Echinacea 'Magnus' benefits from light pruning at two points in the year: March and November. The approach differs depending on the season and your garden priorities. In November, after flowering has finished and the first frosts have blackened the foliage, you can cut back the spent stems to around 10 cm above ground level. However, many gardeners prefer to leave the seed heads standing through winter. The dried cones provide food for goldfinches and other seed-eating birds, and the architectural skeletons look attractive rimmed with frost. If you choose to leave them, defer cutting back until March. In March, before new growth emerges in earnest, cut back any remaining dead stems to just above the crown. Use clean, sharp secateurs to make neat cuts.

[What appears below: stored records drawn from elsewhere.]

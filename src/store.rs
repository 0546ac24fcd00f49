use alloc::{collections::BTreeMap, vec, vec::Vec};

use crate::{
    clock::Timestamp,
    name::{Name, NameComponent},
    packet::{Data, Interest},
};

/// The cache the forwarder consults before forwarding an Interest and feeds
/// with every Data it sees.
///
/// Retention is entirely up to the store: `insert` may keep or drop the
/// packet, and `find` may return any cached Data satisfying the Interest.
pub trait ContentStore {
    fn find(&mut self, interest: &Interest, now: Timestamp) -> Option<Data>;

    // The digest is the implicit SHA-256 digest of the Data, i.e. the last
    //  component of its full name.
    fn insert(&mut self, data: &Data, digest: [u8; 32], is_unsolicited: bool, now: Timestamp);

    fn len(&self) -> usize;

    fn is_empty(&self) -> bool {
        self.len() == 0
    }
}

/// A content store that never stores anything.
pub struct NoContentStore;

impl ContentStore for NoContentStore {
    fn find(&mut self, _: &Interest, _: Timestamp) -> Option<Data> {
        None
    }

    fn insert(&mut self, _: &Data, _: [u8; 32], _: bool, _: Timestamp) {}

    fn len(&self) -> usize {
        0
    }
}

pub const DEFAULT_CONTENT_STORE_CAPACITY: usize = 65536;
pub const DEFAULT_CONTENT_STORE_RETENTION_MS: u64 = 60_000; // 1 min

// Evict unsolicited first, then the oldest of the rest.

struct StoredData {
    data: Data,
    digest: [u8; 32],
    // The last instant when the Data satisfies "must be fresh" Interests
    freshness_deadline: Timestamp,
    removal_deadline: Timestamp,
    is_unsolicited: bool,
    sequence: u64,
}

impl StoredData {
    fn satisfies(&self, must_be_fresh: bool, now: Timestamp) -> bool {
        !must_be_fresh || now < self.freshness_deadline
    }

    fn full_name(&self) -> Name {
        self.data
            .name
            .adding_component(NameComponent::implicit_digest(self.digest))
    }
}

struct CacheEntry {
    // Only ever set on the implicit digest node of a Data name
    data: Option<StoredData>,
    // Ordered by component
    children: Vec<(NameComponent, CacheEntry)>,
}

impl CacheEntry {
    fn new() -> Self {
        Self {
            data: None,
            children: Vec::new(),
        }
    }

    fn descend(&self, components: &[NameComponent]) -> Option<&CacheEntry> {
        let mut node = self;
        for component in components {
            let idx = node
                .children
                .binary_search_by(|x| x.0.cmp(component))
                .ok()?;
            node = &node.children[idx].1;
        }
        Some(node)
    }

    fn descend_mut(&mut self, components: &[NameComponent]) -> Option<&mut CacheEntry> {
        let mut node = self;
        for component in components {
            let idx = node
                .children
                .binary_search_by(|x| x.0.cmp(component))
                .ok()?;
            node = &mut node.children[idx].1;
        }
        Some(node)
    }

    fn find_or_insert(&mut self, components: &[NameComponent]) -> &mut CacheEntry {
        let mut node = self;
        for component in components {
            let idx = match node.children.binary_search_by(|x| x.0.cmp(component)) {
                Ok(idx) => idx,
                Err(idx) => {
                    node.children
                        .insert(idx, (component.clone(), CacheEntry::new()));
                    idx
                }
            };
            node = &mut node.children[idx].1;
        }
        node
    }

    fn take_data(&mut self, remaining: &[NameComponent]) -> Option<StoredData> {
        let Some((first, rest)) = remaining.split_first() else {
            return self.data.take();
        };
        let idx = self
            .children
            .binary_search_by(|x| x.0.cmp(first))
            .ok()?;
        let taken = self.children[idx].1.take_data(rest);
        if self.children[idx].1.is_empty() {
            self.children.remove(idx);
        }
        taken
    }

    fn is_empty(&self) -> bool {
        self.data.is_none() && self.children.is_empty()
    }
}

pub struct ReferenceContentStore {
    root: CacheEntry,
    capacity: usize,
    retention_ms: u64,
    // Insertion order, by eviction class
    unsolicited: BTreeMap<u64, Name>,
    solicited: BTreeMap<u64, Name>,
    next_sequence: u64,
}

impl ReferenceContentStore {
    pub fn new(capacity: usize, retention_ms: u64) -> Self {
        Self {
            root: CacheEntry::new(),
            capacity,
            retention_ms,
            unsolicited: BTreeMap::new(),
            solicited: BTreeMap::new(),
            next_sequence: 0,
        }
    }

    pub fn capacity(&self) -> usize {
        self.capacity
    }

    // Drops everything that was not used within the retention time
    pub fn prune(&mut self, now: Timestamp) {
        let mut expired = Vec::new();
        let mut stack = vec![&self.root];
        while let Some(node) = stack.pop() {
            if let Some(stored) = &node.data {
                if stored.removal_deadline < now {
                    expired.push(stored.full_name());
                }
            }
            stack.extend(node.children.iter().map(|c| &c.1));
        }
        for full_name in expired {
            self.remove(&full_name);
        }
    }

    fn remove(&mut self, full_name: &Name) -> bool {
        match self.root.take_data(full_name.as_components()) {
            Some(stored) => {
                self.unsolicited.remove(&stored.sequence);
                self.solicited.remove(&stored.sequence);
                true
            }
            None => false,
        }
    }

    fn evict_one(&mut self) -> bool {
        let victim = match self.unsolicited.first_key_value() {
            Some((_, name)) => name.clone(),
            None => match self.solicited.first_key_value() {
                Some((_, name)) => name.clone(),
                None => return false,
            },
        };
        self.remove(&victim)
    }

    fn find_match(&self, interest: &Interest, now: Timestamp) -> Option<Name> {
        let node = self.root.descend(interest.name.as_components())?;

        // The Interest may already name a full name
        if let Some(stored) = &node.data {
            if stored.satisfies(interest.must_be_fresh, now) {
                return Some(stored.full_name());
            }
        }

        if interest.can_be_prefix {
            let mut stack: Vec<&CacheEntry> = node.children.iter().rev().map(|c| &c.1).collect();
            while let Some(node) = stack.pop() {
                if let Some(stored) = &node.data {
                    if stored.satisfies(interest.must_be_fresh, now) {
                        return Some(stored.full_name());
                    }
                }
                stack.extend(node.children.iter().rev().map(|c| &c.1));
            }
        } else {
            // Only the digest children can hold Data of exactly this name
            for (_, child) in node.children.iter() {
                if let Some(stored) = &child.data {
                    if stored.satisfies(interest.must_be_fresh, now) {
                        return Some(stored.full_name());
                    }
                }
            }
        }
        None
    }
}

impl Default for ReferenceContentStore {
    fn default() -> Self {
        Self::new(
            DEFAULT_CONTENT_STORE_CAPACITY,
            DEFAULT_CONTENT_STORE_RETENTION_MS,
        )
    }
}

impl ContentStore for ReferenceContentStore {
    fn find(&mut self, interest: &Interest, now: Timestamp) -> Option<Data> {
        let full_name = self.find_match(interest, now)?;
        let retention_ms = self.retention_ms;
        let stored = self
            .root
            .descend_mut(full_name.as_components())?
            .data
            .as_mut()?;
        stored.removal_deadline = now.adding(retention_ms);

        let mut data = stored.data.clone();
        data.incoming_face = None;
        Some(data)
    }

    fn insert(&mut self, data: &Data, digest: [u8; 32], is_unsolicited: bool, now: Timestamp) {
        if self.capacity == 0 {
            return;
        }

        let full_name = data
            .name
            .adding_component(NameComponent::implicit_digest(digest));
        let node = self.root.find_or_insert(full_name.as_components());
        let freshness_deadline = now.adding(data.freshness_period);
        let removal_deadline = now.adding(self.retention_ms);

        if let Some(stored) = node.data.as_mut() {
            // Same packet again: refresh it, and a solicited copy upgrades an unsolicited one
            stored.freshness_deadline = stored.freshness_deadline.max(freshness_deadline);
            stored.removal_deadline = removal_deadline;
            if stored.is_unsolicited && !is_unsolicited {
                stored.is_unsolicited = false;
                let sequence = stored.sequence;
                if let Some(name) = self.unsolicited.remove(&sequence) {
                    self.solicited.insert(sequence, name);
                }
            }
            return;
        }

        let sequence = self.next_sequence;
        self.next_sequence += 1;
        let mut stored_data = data.clone();
        stored_data.incoming_face = None;
        node.data = Some(StoredData {
            data: stored_data,
            digest,
            freshness_deadline,
            removal_deadline,
            is_unsolicited,
            sequence,
        });
        if is_unsolicited {
            self.unsolicited.insert(sequence, full_name);
        } else {
            self.solicited.insert(sequence, full_name);
        }

        while self.len() > self.capacity {
            if !self.evict_one() {
                break;
            }
        }
    }

    fn len(&self) -> usize {
        self.unsolicited.len() + self.solicited.len()
    }
}
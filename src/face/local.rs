use alloc::{collections::VecDeque, rc::Rc};
use core::cell::RefCell;

use crate::{
    face::{EndpointId, FaceError, FaceSender},
    packet::{Data, Interest, Nack, Packet},
};

// An in-process face: whatever the forwarder sends comes out of the receiver
//  half in order. Used by applications living in the same process and by tests.

type Queue = Rc<RefCell<VecDeque<(Packet, EndpointId)>>>;

pub struct LocalSender {
    inner: Queue,
}

pub struct LocalReceiver {
    inner: Queue,
}

pub fn local_face() -> (LocalSender, LocalReceiver) {
    let inner = Rc::new(RefCell::new(VecDeque::new()));

    let sender = LocalSender {
        inner: Rc::clone(&inner),
    };
    let receiver = LocalReceiver { inner };

    (sender, receiver)
}

impl LocalSender {
    fn push(&mut self, packet: Packet, endpoint: EndpointId) -> Result<(), FaceError> {
        if Rc::strong_count(&self.inner) <= 1 {
            return Err(FaceError::Disconnected);
        }

        self.inner.borrow_mut().push_back((packet, endpoint));
        Ok(())
    }
}

impl FaceSender for LocalSender {
    fn send_interest(
        &mut self,
        interest: &Interest,
        endpoint: EndpointId,
    ) -> Result<(), FaceError> {
        self.push(Packet::Interest(interest.clone()), endpoint)
    }

    fn send_data(&mut self, data: &Data, endpoint: EndpointId) -> Result<(), FaceError> {
        self.push(Packet::Data(data.clone()), endpoint)
    }

    fn send_nack(&mut self, nack: &Nack, endpoint: EndpointId) -> Result<(), FaceError> {
        self.push(Packet::Nack(nack.clone()), endpoint)
    }
}

impl LocalReceiver {
    pub fn try_recv(&mut self) -> Result<Option<(Packet, EndpointId)>, FaceError> {
        let packet = self.inner.borrow_mut().pop_front();

        // We only report the disconnect after draining the queued packets
        if packet.is_none() && Rc::strong_count(&self.inner) <= 1 {
            return Err(FaceError::Disconnected);
        }

        Ok(packet)
    }

    pub fn len(&self) -> usize {
        self.inner.borrow().len()
    }

    pub fn is_empty(&self) -> bool {
        self.inner.borrow().is_empty()
    }

    // Everything queued so far, oldest first
    pub fn drain(&mut self) -> impl Iterator<Item = (Packet, EndpointId)> {
        let drained: VecDeque<_> = self.inner.borrow_mut().drain(..).collect();
        drained.into_iter()
    }
}

#[cfg(test)]
mod tests {
    use super::*;
    use crate::{name::Name, packet::Nonce};

    #[test]
    fn test_local() {
        let (mut sender, mut receiver) = local_face();
        assert!(matches!(receiver.try_recv(), Ok(None)));

        let interest = Interest::new(Name::new(), false, Nonce::from(7));
        assert_eq!(sender.send_interest(&interest, EndpointId(3)), Ok(()));
        let data = Data::new(Name::new(), b"x");
        assert_eq!(sender.send_data(&data, EndpointId::DEFAULT), Ok(()));
        assert_eq!(receiver.len(), 2);

        match receiver.try_recv() {
            Ok(Some((Packet::Interest(i), EndpointId(3)))) => assert_eq!(i.nonce, Nonce::from(7)),
            _ => panic!("expected the interest first"),
        }

        // Dropping the sender is only reported once the queue is drained
        drop(sender);
        assert!(matches!(receiver.try_recv(), Ok(Some((Packet::Data(_), _)))));
        assert_eq!(receiver.try_recv().err(), Some(FaceError::Disconnected));
    }

    #[test]
    fn test_send_after_receiver_dropped() {
        let (mut sender, receiver) = local_face();
        drop(receiver);
        let data = Data::new(Name::new(), b"x");
        assert_eq!(
            sender.send_data(&data, EndpointId::DEFAULT),
            Err(FaceError::Disconnected)
        );
    }
}
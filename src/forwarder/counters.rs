/// Monotonic packet and PIT statistics of one forwarder.
#[derive(Copy, Clone, Debug, Default, PartialEq, Eq)]
pub struct ForwarderCounters {
    pub n_in_interests: u64,
    pub n_out_interests: u64,
    pub n_in_data: u64,
    pub n_out_data: u64,
    pub n_in_nacks: u64,
    pub n_out_nacks: u64,
    pub n_cs_hits: u64,
    pub n_cs_misses: u64,
    pub n_satisfied_interests: u64,
    pub n_unsatisfied_interests: u64,
    pub n_unsolicited_data: u64,
}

Remove all the previous year's growth but take care not to damage the new shoots, which will be visible as small green rosettes at the base. This is also the time to tidy up any winter damage and clear away dead leaves or debris around the crown, which can harbour slugs and disease. Deadheading during the flowering season—from mid-summer into late summer—is optional. Removing spent blooms as they fade encourages a few more flowers and keeps the plant looking tidy, but it's not essential for the health of 'Magnus'. If you want to balance wildlife value with a longer display, deadhead some stems and leave others to set seed. Echinaceas do not require the hard pruning or shaping needed by shrubs; a simple annual cut-back is all that's necessary.

Common mistakes

Cutting back too early in spring

Late frost can still strike and the old foliage protects the crown. Wait until the first new shoots are visible (usually mid-March) — then you know the season has actually started.

Skipping deadheading

Hardy geranium, salvia, lupin and delphinium will give a second flush if you cut spent stems back to just above a pair of healthy leaves as soon as the first flowers fade.

Cutting ornamental grasses down in autumn

The dry stems are the whole point of winter interest, AND they protect the crown from frost and waterlogging. Cut down to a fist's height only in late February.

Hold off on pruning

Better to wait than prune at the wrong moment. The next optimal window is November. Until then: leave the plant alone — only remove dead or diseased wood (which you can do year-round).